No place to hide: accidental captures in longline fishing have been a major factor in driving the leatherback turtle close to extinction. Credit: KENNAN WARD/CORBIS

US marine biologists have drawn a line in the sand. In the face of rapidly dwindling numbers of Pacific leatherback turtles, they have decided that “enough is enough” and are suing the US government for failing to protect the species.

Leatherbacks are endangered throughout the world. But the numbers of the genetically distinct Pacific leatherback turtle are declining precipitously, probably because of their accidental capture by longline fishing. They become entangled in lines or hooks, and some either drown or get picked off by sharks, while many of those released by fisherman later die as a result of their capture.

Although the National Marine Fisheries Service (NMFS), the US government agency responsible for conserving and managing marine resources, recognizes Hawaiian longline fishing as the main threat to the recovery of the leatherbacks under their control, it is now permitting more accidental captures.

Last year, the service authorized an unprecedented take of 244 leatherback turtles, based on a claimed population figure of 85,000 leatherbacks.
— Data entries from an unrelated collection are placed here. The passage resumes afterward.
//! Domain entities for the IP-KVM.
//!
//! Pure data and arithmetic with no device, network, or UI dependencies:
//!
//! - **`command`** – the normalized [`HidCommand`](command::HidCommand) that
//!   every input source is reduced to, plus the button and modifier bitmasks
//!   carried inside it.
//! - **`geometry`** – sizes, points, rectangles, and the letterbox
//!   [`DisplayMapping`](geometry::DisplayMapping) used to turn preview-widget
//!   coordinates into absolute pointer coordinates.

pub mod command;
pub mod geometry;
//! OpenH264 software encoder backend.

use std::collections::VecDeque;

use openh264::encoder::{
    BitRate, Complexity, Encoder, EncoderConfig, FrameRate, IntraFramePeriod, UsageType,
};
use openh264::formats::YUVSlices;
use openh264::OpenH264API;
use tracing::info;

use super::{EncoderError, EncoderFactory, EncoderSettings, FrameEncoder, H264Backend, I420Frame};

/// [`H264Backend`] tuned for real-time camera content: low complexity, and
/// an IDR period matching the stream's GOP.
///
/// OpenH264 never buffers frames for reordering, so every submitted frame
/// yields its whole bitstream at once. Frames are read straight from the
/// staging planes without copying.
pub struct OpenH264Backend {
    encoder: Encoder,
    pending: VecDeque<Vec<u8>>,
}

impl OpenH264Backend {
    /// # Errors
    ///
    /// Returns [`EncoderError::Backend`] if the library rejects `settings`.
    pub fn new(settings: &EncoderSettings) -> Result<Self, EncoderError> {
        let config = EncoderConfig::new()
            .bitrate(BitRate::from_bps(settings.bitrate))
            .max_frame_rate(FrameRate::from_hz(settings.fps as f32))
            .usage_type(UsageType::CameraVideoRealTime)
            .complexity(Complexity::Low)
            .intra_frame_period(IntraFramePeriod::from_num_frames(settings.gop));
        let encoder = Encoder::with_api_config(OpenH264API::from_source(), config)
            .map_err(|e| EncoderError::Backend(e.to_string()))?;
        Ok(Self {
            encoder,
            pending: VecDeque::new(),
        })
    }
}

impl H264Backend for OpenH264Backend {
    fn force_intra_frame(&mut self) {
        self.encoder.force_intra_frame();
    }

    fn submit(&mut self, frame: &I420Frame, _pts: u64) -> Result<(), EncoderError> {
        let (width, height) = (frame.width as usize, frame.height as usize);
        let yuv = YUVSlices::new(
            frame.planes(),
            (width, height),
            (width, width / 2, width / 2),
        );
        let bitstream = self
            .encoder
            .encode(&yuv)
            .map_err(|e| EncoderError::Backend(e.to_string()))?;
        let packet = bitstream.to_vec();
        if !packet.is_empty() {
            self.pending.push_back(packet);
        }
        Ok(())
    }

    fn receive_packet(&mut self) -> Option<Vec<u8>> {
        self.pending.pop_front()
    }
}

/// Builds [`FrameEncoder`]s on top of [`OpenH264Backend`].
#[derive(Debug, Default, Clone, Copy)]
pub struct OpenH264Factory;

impl EncoderFactory for OpenH264Factory {
    fn create(&self, settings: EncoderSettings) -> Result<FrameEncoder, EncoderError> {
        super::validate_geometry(settings.resolution)?;
        let backend = OpenH264Backend::new(&settings)?;
        info!(
            "H.264 encoder ready: {} @ {} fps, {} bit/s, gop {}",
            settings.resolution, settings.fps, settings.bitrate, settings.gop
        );
        FrameEncoder::new(settings, Box::new(backend))
    }
}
Critics dispute this population total, as well as the assumption that only a handful of those caught will die. Scientists from the Center for Marine Conservation (CMC) in Washington are now accusing the NMFS of failing to perform its mandatory duties under the US Endangered Species Act.

Pamela Plotkin, a senior conservation scientist at the CMC and the lead scientist in the legal action, says her unit had been in dispute with the NMFS over this issue for several years when it was approached by the Earth Justice Legal Defense Fund, based in Honolulu.

The non-profit law firm works in the area of environmental justice and was looking for plaintiffs to challenge the many unmanaged Hawaiian fisheries. Plotkin agrees that the action is unusual for a group of scientists, but adds: “as you work on different organisms you become passionate and committed and feel it is part of your job to speak out.”

Plotkin has already testified that government figures are incorrect, and several prominent scientists have written to the judge warning him that the number of nesting turtles could be as low as 3,700, and that they are in imminent danger of extinction.

In October last year, the judge ruled that the NMFS had violated the National Environmental Policy Act by allowing a Hawaii-based longline fishery to operate without first completing an environmental impact study. He then closed thousands of square miles of the Pacific Ocean to longline fishing until the study had been completed.

Scientists from Drexel University in Philadelphia and the CMC have now produced a paper (see pages 529–30 ) concluding that the leatherback is on the verge of extinction in the Pacific. Their study population in Costa Rica has fallen from 1,367 nesting females to 117 in ten years. Estimates of annual mortality for this and an important Mexican population are 35 and 20 per cent.

Jim Lecky, the assistant regional administrator for protected resources at the NMFS, says they expect to learn a lot from the lawsuit, but warns: “This is a huge international problem and we could shut down Hawaiian longline fishing tomorrow, and it would not make a dent in this.” Lecky also argues that it would be unfair to put Hawaiian fishermen out of business while other countries would be able to continue fishing. A final decision is due in the next few months.